My bank account is currently in the black. It feels auspicious as I write this end report and thank you to the Foundation for Contemporary Arts. In addition to getting out of the red I also have the intention to stretch out the benefits of this award continuing to add and subtract from the fund. My hope is to keep it alive as a renewable resource…this unrestricted grant gave me the privilege of using it without using it up.

- Darrell Jones, December 21, 2019

Artist Statement

My practice has often revolved around issues of liberation. Through years of experimenting and analyzing oppression as it lives in the body, I've sought to excavate how individuals accumulate identity and mirror culture through movement.

My father, Dr. William R. Jones, was a professor and theorist whose work focused on mechanisms of oppression and liberation. His line of research was highly influential in the development of my thinking and development as an artist. As his tools were often words and speech, mine are cellular, embodied, expressed mainly in the physical and three-dimensional world.

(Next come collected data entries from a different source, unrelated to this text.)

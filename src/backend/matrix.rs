use std::collections::HashMap;

use nalgebra::DMatrix;
use tracing::warn;

use super::{Backend, EdgeList};
use crate::edge::{Edge, Vertex};

/// Above this many vertices the dense matrix gets large enough to be worth a warning.
const LARGE_MATRIX_VERTICES: usize = 4096;

/// A dense adjacency matrix of weights.
///
/// Vertices are mapped to rows/columns in first-seen order. `has_edge` and `weight` are O(1),
/// `neighbors` and `degree` walk a full row, and memory grows with the square of the vertex
/// count which makes this backend impractical beyond a few thousand vertices.
#[derive(Clone, Debug)]
pub struct MatrixBackend {
    /// A mapping of vertices to their row/column in the matrix.
    index: HashMap<Vertex, usize>,
    /// The inverse of `index`.
    vertices: Vec<Vertex>,
    /// Symmetric, `None` where there is no edge. Zero is a valid weight so absence can't be
    /// encoded as `0.0`.
    matrix: DMatrix<Option<f64>>,
    edge_count: usize,
    weighted: bool,
}

impl MatrixBackend {
    pub fn new(list: &EdgeList) -> Self {
        let n = list.vertices.len();
        if n > LARGE_MATRIX_VERTICES {
            warn!(vertices = n, cells = n * n, "allocating a large dense adjacency matrix");
        }

        let index: HashMap<Vertex, usize> = list
            .vertices
            .iter()
            .enumerate()
            .map(|(i, &vertex)| (vertex, i))
            .collect();

        let mut matrix = DMatrix::<Option<f64>>::from_element(n, n, None);
        for (edge, weight) in &list.edges {
            // The list's vertices include every endpoint of its edges.
            if let (Some(&i), Some(&j)) = (index.get(&edge.v0()), index.get(&edge.v1())) {
                // Both triangles are written as the graph is undirected.
                matrix[(i, j)] = Some(*weight);
                matrix[(j, i)] = Some(*weight);
            }
        }

        Self {
            index,
            vertices: list.vertices.clone(),
            matrix,
            edge_count: list.edges.len(),
            weighted: list.weighted,
        }
    }

    fn cell(&self, v0: Vertex, v1: Vertex) -> Option<f64> {
        let i = self.index.get(&v0)?;
        let j = self.index.get(&v1)?;

        self.matrix[(*i, *j)]
    }
}

impl Backend for MatrixBackend {
    fn vertex_count(&self) -> usize {
        self.vertices.len()
    }

    fn edge_count(&self) -> usize {
        self.edge_count
    }

    fn has_vertex(&self, vertex: Vertex) -> bool {
        self.index.contains_key(&vertex)
    }

    fn has_edge(&self, v0: Vertex, v1: Vertex) -> bool {
        self.cell(v0, v1).is_some()
    }

    fn has_weights(&self) -> bool {
        self.weighted
    }

    fn neighbors(&self, vertex: Vertex) -> Box<dyn Iterator<Item = Vertex> + '_> {
        let Some(&i) = self.index.get(&vertex) else {
            return Box::new(std::iter::empty());
        };

        Box::new(
            (0..self.vertices.len())
                .filter(move |&j| self.matrix[(i, j)].is_some())
                .map(move |j| self.vertices[j]),
        )
    }

    fn degree(&self, vertex: Vertex) -> usize {
        self.index.get(&vertex).map_or(0, |&i| {
            self.matrix
                .row(i)
                .iter()
                .filter(|cell| cell.is_some())
                .count()
        })
    }

    fn weight(&self, v0: Vertex, v1: Vertex) -> Option<f64> {
        if !self.weighted {
            return None;
        }

        self.cell(v0, v1)
    }

    fn vertices(&self) -> Box<dyn Iterator<Item = Vertex> + '_> {
        Box::new(self.vertices.iter().copied())
    }

    fn edges(&self) -> Box<dyn Iterator<Item = Edge> + '_> {
        let n = self.vertices.len();

        // Walk the upper triangle only, so each edge is yielded once.
        Box::new((0..n).flat_map(move |i| {
            (i + 1..n)
                .filter(move |&j| self.matrix[(i, j)].is_some())
                .map(move |j| Edge::new(self.vertices[i], self.vertices[j]))
        }))
    }
}
//! Local persistence for the to-do list.
//!
//! A single named slot holds the whole collection as a JSON array. Every
//! mutation overwrites the slot; there is no locking and the last writer wins.

mod error;

pub use error::StorageError;

use crate::state::TodoItem;
use log::*;
use std::{
    fs,
    path::{Path, PathBuf},
};

const FILE_NAME: &str = "todos.json";
const CORRUPT_SUFFIX: &str = "corrupt";

/// Slot holding the serialized to-do collection.
///
pub trait TodoStore: Send {
    /// Return the stored collection, or `None` if nothing was stored yet.
    fn load(&self) -> Result<Option<Vec<TodoItem>>, StorageError>;

    /// Overwrite the stored collection.
    fn save(&self, items: &[TodoItem]) -> Result<(), StorageError>;
}

/// Stores the collection as a JSON file.
///
pub struct FileStore {
    path: PathBuf,
}

impl FileStore {
    /// Return a store keeping its file in the given directory.
    ///
    pub fn in_dir(dir: &Path) -> FileStore {
        FileStore {
            path: dir.join(FILE_NAME),
        }
    }

    #[cfg(test)]
    pub fn path(&self) -> &Path {
        &self.path
    }

    /// Move unreadable content out of the way so the next write keeps a copy.
    ///
    fn quarantine(&self) {
        let backup = self.path.with_extension(format!("json.{}", CORRUPT_SUFFIX));
        match fs::rename(&self.path, &backup) {
            Ok(()) => warn!("Moved unreadable to-do data to {}", backup.display()),
            Err(e) => error!(
                "Failed to move unreadable to-do data {}: {}",
                self.path.display(),
                e
            ),
        }
    }
}

impl TodoStore for FileStore {
    fn load(&self) -> Result<Option<Vec<TodoItem>>, StorageError> {
        if !self.path.exists() {
            return Ok(None);
        }
        let contents = fs::read(&self.path).map_err(|e| StorageError::ReadFailed {
            path: self.path.clone(),
            source: e,
        })?;
        match parse(&contents) {
            Ok(items) => Ok(Some(items)),
            Err(e) => {
                self.quarantine();
                Err(e)
            }
        }
    }

    fn save(&self, items: &[TodoItem]) -> Result<(), StorageError> {
        let content = serde_json::to_string(items)?;
        if let Some(parent) = self.path.parent() {
            if !parent.exists() {
                fs::create_dir_all(parent).map_err(|e| StorageError::WriteFailed {
                    path: parent.to_path_buf(),
                    source: e,
                })?;
            }
        }

        // Write beside the slot and rename so a crash never leaves half a file.
        let staging = self.path.with_extension("json.tmp");
        fs::write(&staging, content).map_err(|e| StorageError::WriteFailed {
            path: staging.clone(),
            source: e,
        })?;
        fs::rename(&staging, &self.path).map_err(|e| StorageError::WriteFailed {
            path: self.path.clone(),
            source: e,
        })?;
        Ok(())
    }
}

/// Decode the slot. Anything that is not a UTF-8 JSON array of items counts
/// as corrupt.
fn parse(contents: &[u8]) -> Result<Vec<TodoItem>, StorageError> {
    serde_json::from_slice(contents).map_err(|e| StorageError::Corrupt(e.to_string()))
}

/// Keeps the serialized collection in memory.
///
#[cfg(test)]
#[derive(Clone, Default)]
pub struct MemoryStore {
    slot: std::sync::Arc<std::sync::Mutex<Option<String>>>,
}

#[cfg(test)]
impl MemoryStore {
    pub fn with_contents(contents: &str) -> MemoryStore {
        let store = MemoryStore::default();
        *store.slot.lock().unwrap() = Some(contents.to_string());
        store
    }

    /// Return what a fresh reader of the slot would see.
    pub fn read_back(&self) -> Vec<TodoItem> {
        self.load().unwrap().unwrap_or_default()
    }
}

#[cfg(test)]
impl TodoStore for MemoryStore {
    fn load(&self) -> Result<Option<Vec<TodoItem>>, StorageError> {
        match self.slot.lock().unwrap().as_deref() {
            Some(contents) => parse(contents.as_bytes()).map(Some),
            None => Ok(None),
        }
    }

    fn save(&self, items: &[TodoItem]) -> Result<(), StorageError> {
        *self.slot.lock().unwrap() = Some(serde_json::to_string(items)?);
        Ok(())
    }
}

My materials have explored the imprint of societal oppression on bodies around the intersections of race and gender. I employ rigorous tasks in the studio to discover choreographic material that arises when the body is pushed to the edges.

- December 2018

Biography

Darrell Jones's artistic research has found its central focus through a conversation between his postmodern training and the voguing aesthetic. Through years of experimenting and analyzing oppression as it lives in the body, Jones seeks to excavate how individuals accumulate identity and mirror culture through movement.

Jones has performed in the United States and abroad with choreographers and dance companies including Ronald K. Brown, Kokuma, Min Tanaka, and Urban Bush Women. He maintains long-term collaborative relationships with Bebe Miller Company and Ralph Lemon, and has collaborated in dance films, documentations and interactive multimedia installations with choreographers Paige Cunningham, Lisa Gonzales, Damon Green, Angie Hauser, JSun Howard, Kirstie Simpson, and Jeremy Wade; writer Cheryl Boyce-Taylor; musicians Jessie Mano, Justin Mitchell, and Brian Schuler; and designer Mawish Syed. In addition to his collaborative work, Jones has choreographed for professional companies such as The Seldoms, and student ensembles at the University of Colorado, Univeristy of Illinois, and Wesleyan University.

Prior to his FCA support, Jones received choreographic fellowships from Chicago Dancemakers Forum, MANCC, MAP Fund, Mid-Atlantic Arts Foundation, and a Creative Campus Fellowship from Wesleyan University. He has taught workshops and master classes in dance technique and improvisational processes nationally at the Bates Dance Festival, Lewiston, Maine; The JIM, Chicago; MELT at Movement Research, New York; Seattle Festival of Dance Improvisation, Seattle; Texas Dance Improvisation Festival, Denton, TX; and abroad in Japan, Korea, South Africa, and the United Kingdom.

Jones is a two-time Bessie Award recipient for his collaborative work with Bebe Miller Company, Landing/Place (2005), and his most recent research into (e)feminized ritual performance, Hoo-Ha (2013). He is a tenured faculty member at The Dance Center of Columbia College Chicago where he teaches classes in physical practice, performance and improvisational techniques. He holds an M.F.A. in Dance from Florida State University.

Three performers with a beige cap on their heads ending in a black haired ponytails move their bodies in different directions.

Performance still from Hoo-Ha, at Danspace Project, New York, 2016. Performers: Damon Green, J'Sun Howard, Darrell Jones. Photo by William Frederking.

A black and white image of a performer kneeling with one extended arm forwards and the other backwrads holding feathers which surround them on the floor.

Performance still from Third Swan From The End, at Galaxie, Chicago, 2010. Photo by Dan Merlo.

Black and white photograph of a shirtless figure on the side blowing a kiss with one hand palm facing upwards situated under their lips as the other loops underneath it.